The results suggested that these substances may help clinicians identify people who may benefit from potential treatment strategies including NP001 that aim to slow progression of ALS by reducing neuroinflammation. The strategy, known as responder analysis, is being increasingly used to develop treatment strategies for a wide range of diseases including cancer, diabetes and cardiovascular disease. The approach builds on a previous analysis led by Tel Aviv Sourasky Medical Center’s Vivian Drory in Israel that found that increased levels of C-reactive protein inversely correlated with functional impairment (ALS-FRS score) in patients with ALS (Keizman et al., 2009).
Now, a research team led by Robert Miller and Jon Katz at the California Pacific Medical Center are re-evaluating NP001 in patients with ALS with increased CRP at the phase 2 stage (see April 2016 news). The clinical trial will in part, determine whether patients with increased levels of this inflammatory substance may benefit from NP001. 120 patients with ALS in the US and Canada are expected to participate. The study is scheduled to be completed by September 2017.

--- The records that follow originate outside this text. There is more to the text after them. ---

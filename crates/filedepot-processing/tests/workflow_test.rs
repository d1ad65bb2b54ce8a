//! End-to-end workflow: receive an upload, persist it, serve transformed
//! derivatives, invalidate on update, and clean up on deletion.

use std::sync::Arc;

use filedepot_core::{
    ReceivedUpload, StorageConfig, StoredFile, UploadPolicy,
};
use filedepot_storage::{DerivedCache, FileStore, StorageLayout, UrlMode};
use filedepot_processing::{Anchor, ImageBackend, Transformer};
use image::{DynamicImage, GenericImageView, Rgba, RgbaImage};
use tempfile::tempdir;

fn setup(root: &std::path::Path) -> (FileStore, Transformer) {
    let layout = Arc::new(StorageLayout::new(StorageConfig::new(root)).unwrap());
    let cache = Arc::new(DerivedCache::new(layout.clone()));
    let store = FileStore::new(layout, cache.clone());
    let transformer = Transformer::with_default_backend(cache);
    (store, transformer)
}

fn write_source_png(path: &std::path::Path, width: u32, height: u32) {
    DynamicImage::ImageRgba8(RgbaImage::from_pixel(
        width,
        height,
        Rgba([120, 80, 40, 255]),
    ))
    .save_with_format(path, image::ImageFormat::Png)
    .unwrap();
}

#[tokio::test]
async fn upload_transform_invalidate_delete() {
    let dir = tempdir().unwrap();
    let (store, transformer) = setup(dir.path());

    // 1. Ingestion hands over a temp file; policy accepts it.
    let temp = dir.path().join("ingest-1.tmp");
    write_source_png(&temp, 100, 50);
    let upload = ReceivedUpload {
        temp_path: temp.clone(),
        original_name: "banner".to_string(),
        extension: "png".to_string(),
        mime: "image/png".to_string(),
        size: std::fs::metadata(&temp).unwrap().len(),
        fault: None,
    };
    let policy = UploadPolicy {
        allowed_extensions: Some(vec!["png".to_string(), "jpg".to_string()]),
    };
    upload.validate(&policy).unwrap();
    assert_eq!(
        filedepot_processing::ensure_image_upload(&ImageBackend, &upload).unwrap(),
        (100, 50)
    );

    // 2. Build the record, let the (external) persistence layer accept it,
    //    then move the file into storage.
    let mut record = StoredFile::from_upload("banners", Some("7".to_string()), &upload);
    record.id = Some(1); // persistence accepted
    let path = store.save_from_temp(&record, &temp).await.unwrap();
    assert!(path.ends_with(format!("upload/banners/7/{}", record.sys_name)));
    assert_eq!(
        store.url_of(&record, UrlMode::Relative).unwrap(),
        format!("/upload/banners/7/{}", record.sys_name)
    );

    // 3. Serve derivatives; the second call is a cache read.
    let thumb = transformer.heighten(&record, 25, 80, true).await.unwrap();
    assert_eq!(image::open(&thumb.path).unwrap().dimensions(), (50, 25));
    assert_eq!(
        transformer.cache().artifact_url(&thumb, UrlMode::Relative),
        format!("/upload/banners/7/cache/hei_25_80_1_{}", record.sys_name)
    );
    let again = transformer.heighten(&record, 25, 80, true).await.unwrap();
    assert_eq!(again.path, thumb.path);

    let square = transformer
        .cover(&record, 30, 30, Anchor::Center, 80, true)
        .await
        .unwrap();
    assert_eq!(image::open(&square.path).unwrap().dimensions(), (30, 30));

    // 4. Source content changes: artifacts for it are flushed, then rebuilt
    //    lazily on the next request.
    write_source_png(&temp, 80, 80);
    let data = std::fs::read(&temp).unwrap();
    store.replace(&record, &data).await.unwrap();
    assert!(!thumb.path.exists());
    assert!(!square.path.exists());

    let rebuilt = transformer.heighten(&record, 25, 80, true).await.unwrap();
    assert_eq!(image::open(&rebuilt.path).unwrap().dimensions(), (25, 25));

    // 5. Deletion removes the original and its artifacts; repeating it is
    //    still success.
    store.remove(&record).await.unwrap();
    assert!(!store.path_of(&record).unwrap().exists());
    assert!(!rebuilt.path.exists());
    store.remove(&record).await.unwrap();
}
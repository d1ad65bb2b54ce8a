//! Upload ingestion mapping.
//!
//! HTTP multipart handling itself is an external collaborator. It hands over
//! a temporary file plus metadata and, when reception failed, a fault code
//! from a closed set. This module maps those faults to human-readable
//! validation errors and turns an accepted upload into a `StoredFile` record.

use std::path::PathBuf;

use chrono::Utc;
use thiserror::Error;
use uuid::Uuid;

use crate::models::StoredFile;

/// Reception fault reported by the upload ingestion collaborator.
#[derive(Debug, Clone, Copy, PartialEq, Eq)]
pub enum UploadFault {
    SizeExceeded,
    Partial,
    NoFile,
    NoTmpDir,
    CantWrite,
    ExtensionBlocked,
}

impl UploadFault {
    /// Map a raw ingestion error code to a fault. Unknown codes yield `None`;
    /// use [`UploadFault::description_for_raw`] when only a message is
    /// needed.
    pub fn from_raw(code: u32) -> Option<Self> {
        match code {
            1 | 2 => Some(UploadFault::SizeExceeded),
            3 => Some(UploadFault::Partial),
            4 => Some(UploadFault::NoFile),
            6 => Some(UploadFault::NoTmpDir),
            7 => Some(UploadFault::CantWrite),
            8 => Some(UploadFault::ExtensionBlocked),
            _ => None,
        }
    }

    /// Human-readable description of the fault.
    pub fn description(self) -> &'static str {
        match self {
            UploadFault::SizeExceeded => {
                "The received file exceeds the maximum allowed size"
            }
            UploadFault::Partial => "The file was only partially received",
            UploadFault::NoFile => "No file was received",
            UploadFault::NoTmpDir => "The temporary upload directory is missing",
            UploadFault::CantWrite => "Failed to write the received file to disk",
            UploadFault::ExtensionBlocked => "The upload was stopped by a blocked extension",
        }
    }

    /// Description for a raw code; unknown codes fall back to the generic
    /// "no file" description.
    pub fn description_for_raw(code: u32) -> &'static str {
        Self::from_raw(code)
            .unwrap_or(UploadFault::NoFile)
            .description()
    }
}

/// Upload validation errors
#[derive(Debug, Error)]
pub enum UploadError {
    #[error("{}", .0.description())]
    Fault(UploadFault),

    #[error("files with extension {0:?} are not allowed")]
    ExtensionNotAllowed(String),

    #[error("the received file is not an image")]
    NotAnImage,
}

/// What the ingestion collaborator hands over for one received file.
#[derive(Debug, Clone)]
pub struct ReceivedUpload {
    /// Where ingestion parked the received bytes.
    pub temp_path: PathBuf,
    /// Original filename without extension.
    pub original_name: String,
    /// Original extension, without the dot.
    pub extension: String,
    pub mime: String,
    pub size: u64,
    /// Reception fault, if ingestion reported one.
    pub fault: Option<UploadFault>,
}

/// Acceptance policy applied to received uploads.
#[derive(Debug, Clone, Default)]
pub struct UploadPolicy {
    /// Allowed extensions, lowercase, without the dot. `None` allows any.
    pub allowed_extensions: Option<Vec<String>>,
}

impl ReceivedUpload {
    /// Validate the upload against the policy.
    ///
    /// A reported reception fault always wins over policy checks.
    pub fn validate(&self, policy: &UploadPolicy) -> Result<(), UploadError> {
        if let Some(fault) = self.fault {
            return Err(UploadError::Fault(fault));
        }

        if let Some(allowed) = &policy.allowed_extensions {
            let extension = self.extension.to_lowercase();
            if !allowed.iter().any(|e| *e == extension) {
                return Err(UploadError::ExtensionNotAllowed(self.extension.clone()));
            }
        }

        Ok(())
    }
}

impl StoredFile {
    /// Build an unpersisted record from a validated upload.
    ///
    /// The system filename is freshly generated (`{uuid}.{ext}`) and unique
    /// across the storage namespace. The record's `id` stays `None` until
    /// the persistence layer accepts it.
    pub fn from_upload(
        group_code: impl Into<String>,
        object_id: Option<String>,
        upload: &ReceivedUpload,
    ) -> StoredFile {
        let now = Utc::now();

        StoredFile {
            id: None,
            group_code: group_code.into(),
            object_id,
            sys_name: format!("{}.{}", Uuid::new_v4().simple(), upload.extension),
            original_name: upload.original_name.clone(),
            original_extension: upload.extension.clone(),
            mime: upload.mime.clone(),
            size: upload.size,
            created_at: now,
            updated_at: now,
        }
    }
}
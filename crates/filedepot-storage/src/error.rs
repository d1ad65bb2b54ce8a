//! Storage operation errors.

use std::path::PathBuf;

use filedepot_core::{BucketError, ConfigError};
use thiserror::Error;

/// Storage operation errors
#[derive(Debug, Error)]
pub enum StorageError {
    #[error("Configuration error: {0}")]
    Config(#[from] ConfigError),

    #[error("Invalid bucket: {0}")]
    InvalidBucket(#[from] BucketError),

    #[error("No stored file is bound: record {0:?} has not been persisted")]
    NoFileBound(String),

    #[error("Failed to create directory {path}: {source}")]
    DirCreate {
        path: PathBuf,
        #[source]
        source: std::io::Error,
    },

    #[error("Artifact generation failed: {0}")]
    Generation(#[source] anyhow::Error),

    #[error("Failed to write file {path}: {source}")]
    Write {
        path: PathBuf,
        #[source]
        source: std::io::Error,
    },

    #[error("Failed to delete {path}: {source}")]
    Delete {
        path: PathBuf,
        #[source]
        source: std::io::Error,
    },

    #[error("Cache flush failed at {path}: {source}")]
    Flush {
        path: PathBuf,
        #[source]
        source: std::io::Error,
    },
}

/// Result type for storage operations
pub type StorageResult<T> = Result<T, StorageError>;
//! Cross-component consistency: file lifecycle against the derived cache,
//! exercised through the public API only.

use std::sync::atomic::{AtomicUsize, Ordering};
use std::sync::Arc;

use chrono::Utc;
use filedepot_core::{Bucket, StorageConfig, StoredFile};
use filedepot_storage::{CacheKey, DerivedCache, FileStore, StorageLayout, UrlMode};
use tempfile::tempdir;
use tokio::fs;

fn setup(root: &std::path::Path) -> (Arc<StorageLayout>, Arc<DerivedCache>, FileStore) {
    let layout = Arc::new(StorageLayout::new(StorageConfig::new(root)).unwrap());
    let cache = Arc::new(DerivedCache::new(layout.clone()));
    let store = FileStore::new(layout.clone(), cache.clone());
    (layout, cache, store)
}

fn record(sys_name: &str) -> StoredFile {
    StoredFile {
        id: Some(1),
        group_code: "docs".to_string(),
        object_id: None,
        sys_name: sys_name.to_string(),
        original_name: "report".to_string(),
        original_extension: "pdf".to_string(),
        mime: "application/pdf".to_string(),
        size: 3,
        created_at: Utc::now(),
        updated_at: Utc::now(),
    }
}

fn key_for(code: &str, sys_name: &str) -> CacheKey {
    CacheKey::new(code, vec![120u32.into(), 75u8.into(), false.into()], sys_name)
}

#[tokio::test]
async fn generation_after_flush_recreates_the_artifact() {
    let dir = tempdir().unwrap();
    let (_, cache, store) = setup(dir.path());
    let record = record("abc123.pdf");
    let bucket = record.bucket().unwrap();

    store.save(&record, b"one").await.unwrap();

    let generations = AtomicUsize::new(0);
    let produce = |tmp: std::path::PathBuf| {
        generations.fetch_add(1, Ordering::SeqCst);
        async move {
            fs::write(&tmp, b"derived").await?;
            Ok(())
        }
    };

    let key = key_for("heighten", &record.sys_name);
    cache.get_or_generate(&bucket, &key, produce).await.unwrap();
    cache.get_or_generate(&bucket, &key, produce).await.unwrap();
    assert_eq!(generations.load(Ordering::SeqCst), 1);

    // Bulk flush drops the tree; the next request regenerates.
    cache.flush_bucket(&bucket).await.unwrap();
    cache.get_or_generate(&bucket, &key, produce).await.unwrap();
    assert_eq!(generations.load(Ordering::SeqCst), 2);
}

#[tokio::test]
async fn replace_invalidates_only_the_replaced_source() {
    let dir = tempdir().unwrap();
    let (_, cache, store) = setup(dir.path());

    let first = record("abc123.pdf");
    let mut second = record("xyz987.pdf");
    second.id = Some(2);
    let bucket = first.bucket().unwrap();

    store.save(&first, b"one").await.unwrap();
    store.save(&second, b"two").await.unwrap();

    for rec in [&first, &second] {
        let key = key_for("heighten", &rec.sys_name);
        cache
            .get_or_generate(&bucket, &key, |tmp| async move {
                fs::write(&tmp, b"derived").await?;
                Ok(())
            })
            .await
            .unwrap();
    }

    store.replace(&first, b"changed").await.unwrap();

    let cache_dir = cache.layout().cache_dir(&bucket);
    assert!(!cache_dir.join("hei_120_75_0_abc123.pdf").exists());
    assert!(cache_dir.join("hei_120_75_0_xyz987.pdf").exists());
}

#[tokio::test]
async fn urls_and_paths_stay_in_lockstep() {
    let dir = tempdir().unwrap();
    let (layout, cache, _) = setup(dir.path());
    let bucket = Bucket::new("avatars", Some("42")).unwrap();

    let key = key_for("widen", "abc123.jpg");
    let artifact = cache
        .get_or_generate(&bucket, &key, |tmp| async move {
            fs::write(&tmp, b"derived").await?;
            Ok(())
        })
        .await
        .unwrap();

    assert_eq!(artifact.path, layout.cache_file_path(&bucket, &artifact.file_name));
    assert_eq!(
        cache.artifact_url(&artifact, UrlMode::Relative),
        "/upload/avatars/42/cache/wid_120_75_0_abc123.jpg"
    );
    assert_eq!(
        cache.artifact_url(
            &artifact,
            UrlMode::Absolute {
                host: "https://files.example.com"
            }
        ),
        "https://files.example.com/upload/avatars/42/cache/wid_120_75_0_abc123.jpg"
    );
}
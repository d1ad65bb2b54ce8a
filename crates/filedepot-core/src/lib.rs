//! Filedepot Core Library
//!
//! Domain types shared by the storage and processing crates: the stored-file
//! record, bucket addressing, storage configuration, and the mapping of
//! upload-ingestion faults to validation errors.
//!
//! Persistence of records and HTTP ingestion are external collaborators; this
//! crate only defines the values they exchange with the storage layer.

pub mod config;
pub mod constants;
pub mod models;
pub mod upload;

// Re-export commonly used types
pub use config::{ConfigError, StorageConfig, UrlBase};
pub use models::{Bucket, BucketError, StoredFile};
pub use upload::{ReceivedUpload, UploadError, UploadFault, UploadPolicy};
pub mod bucket;
pub mod file;

pub use bucket::{Bucket, BucketError};
pub use file::StoredFile;
//! Fixed instruction texts for the assistant.
//!
//! These are bound at construction time and never change during a session.

/// General behavior instructions for the assistant.
pub const AGENT_INSTRUCTIONS: &str = r#"You are Prata, a friendly and capable voice assistant.

You are speaking with the user over live audio, so keep responses short,
natural, and conversational. Avoid lists, markdown, and anything that
would sound awkward read aloud.

You have tools available:
- 'get_weather' for current weather in a city
- 'search_web' for looking up information on the web
- 'send_email' for sending an email on the user's behalf

Use a tool whenever it would give a better answer than guessing. If a
tool reports an error, tell the user plainly what went wrong and offer
to try again or help another way. Never invent tool results."#;

/// Instructions for opening a new session.
pub const SESSION_INSTRUCTIONS: &str = "Greet the user warmly, introduce yourself as Prata, \
and ask how you can help them today. Keep it to one or two sentences.";
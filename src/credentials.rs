//! Credential loading and diagnostics.
//!
//! Loads key-value pairs from a local `.env` file into the process
//! environment with override semantics (file values win over anything
//! already set), then reports a masked diagnostic of the OpenAI API key.
//! A missing or malformed key is never fatal here; the first component
//! that actually needs the key surfaces the real failure.

use crate::error::{PrataError, Result};
use std::path::Path;
use tracing::{debug, info, warn};

/// Environment variable holding the OpenAI API key.
pub const OPENAI_KEY_VAR: &str = "OPENAI_API_KEY";

/// Scope of an OpenAI API key, derived from its prefix.
#[derive(Debug, Clone, Copy, PartialEq, Eq)]
pub enum KeyScope {
    /// Key starts with `sk-proj`.
    ProjectScoped,
    /// Key starts with `sk-` but not `sk-proj`.
    UserScoped,
    /// Key has neither recognized prefix.
    InvalidFormat,
}

impl std::fmt::Display for KeyScope {
    fn fmt(&self, f: &mut std::fmt::Formatter<'_>) -> std::fmt::Result {
        match self {
            KeyScope::ProjectScoped => write!(f, "project-scoped"),
            KeyScope::UserScoped => write!(f, "user-scoped"),
            KeyScope::InvalidFormat => write!(f, "invalid format"),
        }
    }
}

/// Diagnostic summary of a loaded API key.
#[derive(Debug, Clone, PartialEq, Eq)]
pub struct KeyDiagnostics {
    /// Masked preview safe for logging.
    pub preview: String,
    /// Character length of the key.
    pub length: usize,
    /// Scope classification by prefix.
    pub scope: KeyScope,
}

/// Load environment variables from a file, overriding existing values.
///
/// Unlike the common "don't clobber" default, values from the file win
/// over anything already present in the process environment.
pub fn load_env_file(path: &Path) -> Result<()> {
    dotenvy::from_path_override(path).map_err(|e| {
        PrataError::Credentials(format!("failed to load {}: {}", path.display(), e))
    })
}

/// Load `./.env` if it exists. Returns whether a file was loaded.
pub fn load_default() -> Result<bool> {
    let path = Path::new(".env");
    if path.exists() {
        load_env_file(path)?;
        Ok(true)
    } else {
        Ok(false)
    }
}

/// Classify an API key by its prefix.
pub fn classify(key: &str) -> KeyScope {
    if key.starts_with("sk-proj") {
        KeyScope::ProjectScoped
    } else if key.starts_with("sk-") {
        KeyScope::UserScoped
    } else {
        KeyScope::InvalidFormat
    }
}

/// Build diagnostics for an optional key. Absent keys yield `None`.
pub fn diagnose(key: Option<&str>) -> Option<KeyDiagnostics> {
    let key = key?;
    Some(KeyDiagnostics {
        preview: masked(key),
        length: key.chars().count(),
        scope: classify(key),
    })
}

/// Read the OpenAI key from the environment and log a diagnostic.
pub fn report() -> Option<KeyDiagnostics> {
    let key = std::env::var(OPENAI_KEY_VAR).ok();
    let diagnostics = diagnose(key.as_deref());

    match &diagnostics {
        Some(d) => {
            info!(
                "OpenAI API key loaded: {} ({} characters, {})",
                d.preview, d.length, d.scope
            );
            if d.scope == KeyScope::InvalidFormat {
                warn!("OpenAI API key does not start with 'sk-'; check your .env file");
            }
        }
        None => {
            warn!("no OpenAI API key found; realtime model calls will fail");
        }
    }

    debug!("credential diagnostics complete");
    diagnostics
}

/// Mask a key for logging: first 15 characters, ellipsis, last 4.
/// Short keys are masked entirely.
fn masked(key: &str) -> String {
    let chars: Vec<char> = key.chars().collect();
    if chars.len() > 19 {
        let head: String = chars[..15].iter().collect();
        let tail: String = chars[chars.len() - 4..].iter().collect();
        format!("{}...{}", head, tail)
    } else {
        "*".repeat(chars.len())
    }
}
//! Assistant definition and session glue.
//!
//! Binds the fixed instruction texts and tool set to a realtime session
//! configuration, and drives the tool-calling reply loop through the
//! `ChatModel` seam.

mod assistant;
mod chat;
mod session;

pub use assistant::Assistant;
pub use chat::{ChatMessage, ChatModel, ChatOutcome, ChatRole, OpenAiChatModel, ToolInvocation};
pub use session::{
    ActiveSession, AgentSession, NoiseCancellation, RealtimeModelOptions, RoomInputOptions, Vad,
};
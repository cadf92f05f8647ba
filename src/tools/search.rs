//! Web search tool backed by the DuckDuckGo Instant Answer API.

use super::{Tool, ToolOutput};
use crate::config::SearchSettings;
use crate::error::Result;
use async_trait::async_trait;
use serde::Deserialize;
use std::time::Duration;

/// Timeout for search requests.
const REQUEST_TIMEOUT_SECS: u64 = 10;

#[derive(Debug, Deserialize)]
struct SearchArgs {
    query: String,
}

#[derive(Debug, Deserialize)]
struct DdgResponse {
    #[serde(rename = "Heading", default)]
    heading: String,
    #[serde(rename = "AbstractText", default)]
    abstract_text: String,
    #[serde(rename = "AbstractURL", default)]
    abstract_url: String,
    #[serde(rename = "RelatedTopics", default)]
    related_topics: Vec<RelatedTopic>,
}

/// Related topics mix plain entries with nested category groups; the
/// groups deserialize with an empty text and are filtered out.
#[derive(Debug, Deserialize)]
struct RelatedTopic {
    #[serde(rename = "Text", default)]
    text: String,
}

/// Web search via instant answers.
pub struct SearchTool {
    client: reqwest::Client,
    endpoint: String,
    max_results: usize,
}

impl SearchTool {
    pub fn new(settings: &SearchSettings) -> Self {
        let client = reqwest::Client::builder()
            .timeout(Duration::from_secs(REQUEST_TIMEOUT_SECS))
            .build()
            .expect("Failed to create HTTP client");

        Self {
            client,
            endpoint: settings.endpoint.trim_end_matches('/').to_string(),
            max_results: settings.max_results,
        }
    }

    async fn fetch(&self, query: &str) -> Result<String> {
        let response: DdgResponse = self
            .client
            .get(self.endpoint.as_str())
            .query(&[
                ("q", query),
                ("format", "json"),
                ("no_html", "1"),
                ("skip_disambig", "1"),
            ])
            .send()
            .await?
            .error_for_status()?
            .json()
            .await?;

        Ok(format_results(query, &response, self.max_results))
    }
}

#[async_trait]
impl Tool for SearchTool {
    fn name(&self) -> &'static str {
        "search_web"
    }

    fn description(&self) -> &'static str {
        "Search the web for information. \
        Use this when the user asks about something you don't know or that may have changed recently."
    }

    fn parameters(&self) -> serde_json::Value {
        serde_json::json!({
            "type": "object",
            "properties": {
                "query": {
                    "type": "string",
                    "description": "The search query"
                }
            },
            "required": ["query"]
        })
    }

    async fn call(&self, args: serde_json::Value) -> ToolOutput {
        let args: SearchArgs = match serde_json::from_value(args) {
            Ok(a) => a,
            Err(e) => return ToolOutput::error(format!("Invalid search arguments: {}", e)),
        };

        match self.fetch(&args.query).await {
            Ok(results) => ToolOutput::success(results),
            Err(e) => ToolOutput::error(format!("Search for '{}' failed: {}", args.query, e)),
        }
    }
}

/// Format an instant answer response for the LLM.
fn format_results(query: &str, response: &DdgResponse, max_results: usize) -> String {
    let mut sections = Vec::new();

    if !response.abstract_text.is_empty() {
        let heading = if response.heading.is_empty() {
            query
        } else {
            &response.heading
        };
        let mut summary = format!("{}: {}", heading, response.abstract_text);
        if !response.abstract_url.is_empty() {
            summary.push_str(&format!(" (source: {})", response.abstract_url));
        }
        sections.push(summary);
    }

    let related: Vec<&str> = response
        .related_topics
        .iter()
        .map(|t| t.text.as_str())
        .filter(|t| !t.is_empty())
        .take(max_results)
        .collect();

    if !related.is_empty() {
        sections.push(format!("Related: {}", related.join("; ")));
    }

    if sections.is_empty() {
        format!("No results found for '{}'.", query)
    } else {
        sections.join("\n")
    }
}

#[cfg(test)]
mod tests {
    use super::*;

    fn response(value: serde_json::Value) -> DdgResponse {
        serde_json::from_value(value).unwrap()
    }

    #[test]
    fn test_format_abstract_with_source() {
        let r = response(serde_json::json!({
            "Heading": "Rust",
            "AbstractText": "A systems programming language.",
            "AbstractURL": "https://en.wikipedia.org/wiki/Rust",
            "RelatedTopics": []
        }));
        let out = format_results("rust language", &r, 3);
        assert!(out.starts_with("Rust: A systems programming language."));
        assert!(out.contains("source: https://en.wikipedia.org/wiki/Rust"));
    }

    #[test]
    fn test_format_related_topics_capped_and_filtered() {
        let r = response(serde_json::json!({
            "RelatedTopics": [
                { "Text": "one" },
                { "Name": "a nested group with no text" },
                { "Text": "two" },
                { "Text": "three" },
                { "Text": "four" }
            ]
        }));
        let out = format_results("q", &r, 2);
        assert_eq!(out, "Related: one; two");
    }

    #[test]
    fn test_format_empty_response() {
        let r = response(serde_json::json!({}));
        assert_eq!(format_results("obscure", &r, 3), "No results found for 'obscure'.");
    }

    #[tokio::test]
    async fn test_missing_query_argument_is_error_output() {
        let tool = SearchTool::new(&SearchSettings::default());
        let output = tool.call(serde_json::json!({ "q": "wrong key" })).await;
        assert!(output.is_error());
    }

    #[tokio::test]
    async fn test_unreachable_service_is_error_output() {
        let tool = SearchTool::new(&SearchSettings {
            endpoint: "http://127.0.0.1:1".to_string(),
            max_results: 3,
        });
        let output = tool.call(serde_json::json!({ "query": "anything" })).await;
        assert!(output.is_error());
        assert!(output.text().contains("Search for 'anything' failed"));
    }
}
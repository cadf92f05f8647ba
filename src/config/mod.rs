//! Configuration module for Prata.
//!
//! Handles loading and managing application settings and the fixed
//! assistant instruction texts.

mod instructions;
mod settings;

pub use instructions::{AGENT_INSTRUCTIONS, SESSION_INSTRUCTIONS};
pub use settings::{
    AgentSettings, EmailSettings, GeneralSettings, SearchSettings, SessionSettings, Settings,
    WeatherSettings,
};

Lunetta C, Lizio A, Maestri E, Sansone VA, Mora G, Miller RG, Appel SH, Chiò A. Serum C-Reactive Protein as a Prognostic Biomarker in Amyotrophic Lateral Sclerosis. JAMA Neurol. 2017 Apr 3. [PubMed].
Miller RG, Block G, Katz JS, Barohn RJ, Gopalakrishnan V, Cudkowicz M, Zhang JR, McGrath MS, Ludington E, Appel SH, Azhir A; Phase 2 Trial NP001 Investigators. Randomized phase 2 trial of NP001-a novel immune regulator: Safety and early efficacy in ALS. Neurol Neuroimmunol Neuroinflamm. 2015 Apr 9;2(3):e100. [PubMed].
Miller RG, Zhang R, Block G, Katz J, Barohn R, Kasarskis E, Forshew D, Gopalakrishnan V, McGrath MS. NP001 regulation of macrophage activation markers in ALS: a phase I clinical and biomarker study. Amyotroph Lateral Scler Frontotemporal Degener. 2014 Dec;15(7-8):601-9. [PubMed]
Keizman D, Rogowski O, Berliner S, Ish-Shalom M, Maimon N, Nefussy B, Artamonov I, Drory VE. Low-grade systemic inflammation in patients with amyotrophic lateral sclerosis. Acta Neurol Scand. 2009 Jun;119(6):383-9. [PubMed].